What you need to do: Search the entries below for "Duration". Report each line where it occurs.

Saved data entries

//! # Path Exploration Test Suite
//!
//! Exercises the symbolic provider one iteration at a time: finite domains are
//! enumerated leaf by leaf and then verified, failures are only reported after a
//! concrete replay, and engine conditions (timeouts, nondeterminism, nested
//! sessions, host interrupts) never turn into a failing verdict.

use conjecture_symbolic::solver::{Pred, SolveResult, UnknownReason, VarId};
use conjecture_symbolic::{
    host_scope, interrupt, session_active, BridgeError, CannotProceedScope, ChoiceType, ChoiceValue, Constraints,
    DiscardReason, EngineError, EnumerativeEngine, ExplorationRunner, Interrupt, MemorySink, PrimitiveProvider,
    ProviderConfig, RunResult, RunnerConfig, SymbolicEngine, SymbolicProvider, TestCase, Verdict,
};
use std::cell::{Cell, RefCell};
use std::panic::{catch_unwind, AssertUnwindSafe};
use std::time::{Duration, Instant};
use test_log::test;

fn provider() -> SymbolicProvider {
    SymbolicProvider::new(ProviderConfig::default()).unwrap()
}

fn runner(provider: SymbolicProvider) -> ExplorationRunner {
    ExplorationRunner::with_provider(RunnerConfig::default(), Box::new(provider))
}

#[test]
fn test_small_integer_domain_is_enumerated_then_verified() {
    let mut provider = provider();
    let seen = RefCell::new(Vec::new());
    let mut verdicts = Vec::new();

    loop {
        match provider.run_test_case(&mut |tc: &mut TestCase<'_>| {
            seen.borrow_mut().push(tc.draw_integer(0, 9).value());
            true
        }) {
            Ok(verdict) => verdicts.push(verdict),
            Err(err) => {
                assert_eq!(err, BridgeError::CannotProceed(CannotProceedScope::Verified));
                break;
            }
        }
        assert!(verdicts.len() <= 10, "explored more paths than the domain has values");
    }

    assert_eq!(verdicts.len(), 10);
    assert_eq!(verdicts.last(), Some(&Verdict::Verified));
    assert!(verdicts[..9].iter().all(|v| *v == Verdict::Passed));

    let mut values = seen.into_inner();
    values.sort();
    assert_eq!(values, (0..10).collect::<Vec<i128>>());
}

#[test]
fn test_failure_at_seven_is_reported_and_never_verified() {
    let mut runner = runner(provider());
    let result = runner.run(|tc| tc.draw_integer(0, 9).value() != 7).unwrap();

    match result {
        RunResult::Failed(example) => assert_eq!(example.draws, vec![ChoiceValue::Integer(7)]),
        other => panic!("expected a failure at 7, got {:?}", other),
    }
    assert_eq!(runner.stats.passed, 7);
}

#[test]
fn test_comparison_finds_the_failing_branch_directly() {
    let mut provider = provider();
    let verdict = provider
        .run_test_case(&mut |tc: &mut TestCase<'_>| tc.draw_integer(0, 9) != 7i128)
        .unwrap();
    match verdict {
        Verdict::Failed(example) => {
            assert_eq!(example.draws, vec![ChoiceValue::Integer(7)]);
            assert!(example.to_string().contains('7'));
        }
        other => panic!("expected a failure, got {:?}", other),
    }
    assert_ne!(
        provider.exploration_status(),
        conjecture_symbolic::ExplorationStatus::Verified
    );
}

#[test]
fn test_timed_out_path_is_retried() {
    let config = ProviderConfig {
        per_path_timeout: Duration::from_millis(50),
        ..ProviderConfig::default()
    };
    let mut runner = runner(SymbolicProvider::new(config).unwrap());
    let calls = Cell::new(0);

    let result = runner
        .run(|tc| {
            let x = tc.draw_integer(0, 1);
            calls.set(calls.get() + 1);
            if calls.get() == 1 {
                std::thread::sleep(Duration::from_millis(80));
            }
            x > 0i128 || x == 0i128
        })
        .unwrap();

    assert_eq!(runner.stats.timeouts, 1);
    assert_eq!(result, RunResult::Verified);
}

#[test]
fn test_nested_session_is_rejected_and_leaves_the_inner_tree_alone() {
    let mut outer = provider();
    let mut inner = provider();
    let probe = inner.probe();
    let mut nested = None;

    let verdict = outer.run_test_case(&mut |tc: &mut TestCase<'_>| {
        let x = tc.draw_integer(0, 3);
        nested = Some(inner.run_test_case(&mut |_: &mut TestCase<'_>| true));
        x >= 0i128
    });

    assert!(verdict.is_ok());
    assert_eq!(nested, Some(Err(BridgeError::NestedSession)));
    assert_eq!(probe.tree_size(), 1);
    assert!(!probe.is_active());
    assert!(!session_active());
}

#[test]
fn test_host_realizations_leave_the_tree_unchanged() {
    let mut provider = provider();
    let probe = provider.probe();
    let observed = RefCell::new(None);

    provider
        .run_test_case(&mut |tc: &mut TestCase<'_>| {
            let x = tc.draw_integer(0, 100);
            let s = tc.draw_string(Default::default());
            let before = (probe.tree_size(), probe.snapshot_count());
            let rendered = format!("{} {:?}", x, s);
            let realized = host_scope(|| x.value());
            let after = (probe.tree_size(), probe.snapshot_count());
            *observed.borrow_mut() = Some((before, after, rendered, realized));
            true
        })
        .unwrap();

    let ((size_before, snaps_before), (size_after, snaps_after), rendered, realized) =
        observed.into_inner().unwrap();
    assert_eq!(size_before, size_after);
    assert!(snaps_after >= snaps_before + 3);
    assert!(rendered.starts_with(&realized.to_string()));
}

#[test]
fn test_flaky_failure_is_never_reported() {
    let mut runner = runner(provider());
    let calls = Cell::new(0);

    let result = runner
        .run(|tc| {
            tc.draw_integer(0, 9);
            calls.set(calls.get() + 1);
            calls.get() % 2 == 0
        })
        .unwrap();

    assert!(!matches!(result, RunResult::Failed(_)));
    assert!(runner.stats.nondeterministic > 0);
}

#[test]
fn test_path_that_changes_between_runs_is_nondeterministic() {
    let mut runner = runner(provider());
    let calls = Cell::new(0);

    let result = runner
        .run(|tc| {
            let x = tc.draw_integer(0, 9);
            calls.set(calls.get() + 1);
            let taken = if calls.get() % 2 == 1 { x < 5i128 } else { x > 5i128 };
            taken || !taken
        })
        .unwrap();

    assert!(!matches!(result, RunResult::Failed(_)));
    assert!(runner.stats.nondeterministic > 0);
}

#[test]
fn test_failure_that_does_not_replay_is_a_model_artifact() {
    let mut runner = runner(provider());

    let result = runner
        .run(|tc| {
            tc.draw_integer(0, 3);
            tc.provider_name() != "symbolic"
        })
        .unwrap();

    assert_eq!(result, RunResult::Inconclusive(Some(DiscardReason::ModelArtifact)));
    assert_eq!(runner.stats.model_artifacts, ProviderConfig::default().max_path_retries);

    // the next property starts from a fresh tree
    assert_eq!(runner.run(|_| true).unwrap(), RunResult::Verified);
    assert_eq!(runner.stats.passed, 1);
    assert_eq!(runner.stats.discarded(), 0);
}

#[test]
fn test_unsatisfiable_draw_is_reported_as_unsatisfiable() {
    let mut runner = runner(provider());
    let err = runner.check(|tc| tc.draw_integer(9, 0) > 3i128).unwrap_err();
    assert_eq!(err, BridgeError::Unsatisfiable);
}

#[test]
fn test_overrun_is_never_verified() {
    let config = ProviderConfig {
        max_expansion_depth: 1,
        ..ProviderConfig::default()
    };
    let mut runner = runner(SymbolicProvider::new(config).unwrap());

    let result = runner
        .run(|tc| {
            let budget = tc.budget();
            let outer = tc.draw_vec(budget, |tc, inner| tc.draw_vec(inner, |tc, _| tc.draw_boolean(0.5).value()));
            outer.len() < 100
        })
        .unwrap();

    assert_ne!(result, RunResult::Verified);
    assert!(runner.stats.overruns > 0);
}

#[test]
fn test_interrupt_propagates_and_path_is_retried() {
    let mut provider = provider();
    let calls = Cell::new(0);

    let unwound = catch_unwind(AssertUnwindSafe(|| {
        provider.run_test_case(&mut |tc: &mut TestCase<'_>| {
            tc.draw_boolean(0.5);
            calls.set(calls.get() + 1);
            interrupt("keyboard interrupt")
        })
    }));
    let payload = unwound.unwrap_err();
    assert_eq!(payload.downcast::<Interrupt>().unwrap().reason, "keyboard interrupt");
    assert!(!session_active());

    let verdict = provider
        .run_test_case(&mut |tc: &mut TestCase<'_>| {
            tc.draw_boolean(0.5);
            true
        })
        .unwrap();
    assert_eq!(verdict, Verdict::Verified);
}

#[test]
fn test_observations_are_recorded_per_iteration() {
    let mut provider = provider();
    let sink = MemorySink::new();
    provider.set_observer(Box::new(sink.clone()));
    let mut runner = runner(provider);

    let result = runner.run(|tc| tc.draw_boolean(0.5).value() || true).unwrap();

    assert_eq!(result, RunResult::Verified);
    let observations = sink.observations();
    assert_eq!(observations.len(), 2);
    assert_eq!(observations[0].verdict, "passed");
    assert_eq!(observations[1].verdict, "verified");
    assert_eq!(observations[0].backend, "enumerative");
    assert_eq!(observations[1].iteration, 2);
}

#[test]
fn test_proxies_outlive_their_session() {
    let mut provider = provider();
    let kept = RefCell::new(None);

    provider
        .run_test_case(&mut |tc: &mut TestCase<'_>| {
            let x = tc.draw_integer(5, 9);
            let taken = x > 6i128;
            *kept.borrow_mut() = Some(x);
            taken || !taken
        })
        .unwrap();

    let x = kept.into_inner().unwrap();
    assert!(x.value() > 6);
    assert_eq!(x.snapshot().unwrap(), ChoiceValue::Integer(x.value()));
    assert!(!provider.probe().is_active());
}

#[test]
fn test_overflowing_branch_is_undecided_not_unsatisfiable() {
    let property = |tc: &mut TestCase<'_>| {
        let x = tc.draw_integer(0, 3);
        if x < 2i128 {
            true
        } else {
            x * i128::MAX > 0i128
        }
    };

    let mut symbolic = runner(provider());
    let result = symbolic.run(property).unwrap();
    assert_eq!(result, RunResult::Passed);
    assert_eq!(symbolic.stats.passed, 1);
    assert_eq!(symbolic.stats.undecided, 1);
    assert_eq!(symbolic.stats.unsatisfiable, 0);

    // concretely the multiplication overflows for every x >= 2
    let config = RunnerConfig {
        backend: "random".into(),
        seed: 5,
        ..RunnerConfig::default()
    };
    let mut random = ExplorationRunner::new(config).unwrap();
    match random.run(property).unwrap() {
        RunResult::Failed(example) => assert!(example.draws[0].as_integer().unwrap() >= 2),
        other => panic!("expected the overflow to fail concretely, got {:?}", other),
    }
}

/// Enumerative engine that never claims a proof.
#[derive(Debug, Default)]
struct NoProofEngine(EnumerativeEngine);

impl SymbolicEngine for NoProofEngine {
    fn name(&self) -> &'static str {
        "no-proof"
    }

    fn reset(&mut self) {
        self.0.reset();
    }

    fn set_limits(&mut self, deadline: Instant, model_check_timeout: Duration) {
        self.0.set_limits(deadline, model_check_timeout);
    }

    fn new_symbolic(&mut self, name: &str, kind: ChoiceType, constraints: &Constraints) -> Result<VarId, EngineError> {
        self.0.new_symbolic(name, kind, constraints)
    }

    fn assert(&mut self, pred: Pred) -> Result<(), EngineError> {
        self.0.assert(pred)
    }

    fn check_satisfiable(&mut self, extra: Option<&Pred>) -> Result<SolveResult, EngineError> {
        Ok(match self.0.check_satisfiable(extra)? {
            SolveResult::Unsat => SolveResult::Unknown(UnknownReason::Incomplete),
            other => other,
        })
    }

    fn variable_count(&self) -> usize {
        self.0.variable_count()
    }
}

#[test]
fn test_unknown_answers_never_verify() {
    let provider = SymbolicProvider::with_engine(ProviderConfig::default(), Box::new(NoProofEngine::default())).unwrap();
    let mut runner = runner(provider);

    let result = runner.run(|tc| tc.draw_integer(0, 9) < 20i128).unwrap();

    assert_eq!(result, RunResult::Passed);
    assert_eq!(runner.stats.passed, 1);
    assert_eq!(runner.stats.unsatisfiable, 0);
}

Output:
use std::time::{Duration, Instant};
        per_path_timeout: Duration::from_millis(50),
                std::thread::sleep(Duration::from_millis(80));
    fn set_limits(&mut self, deadline: Instant, model_check_timeout: Duration) {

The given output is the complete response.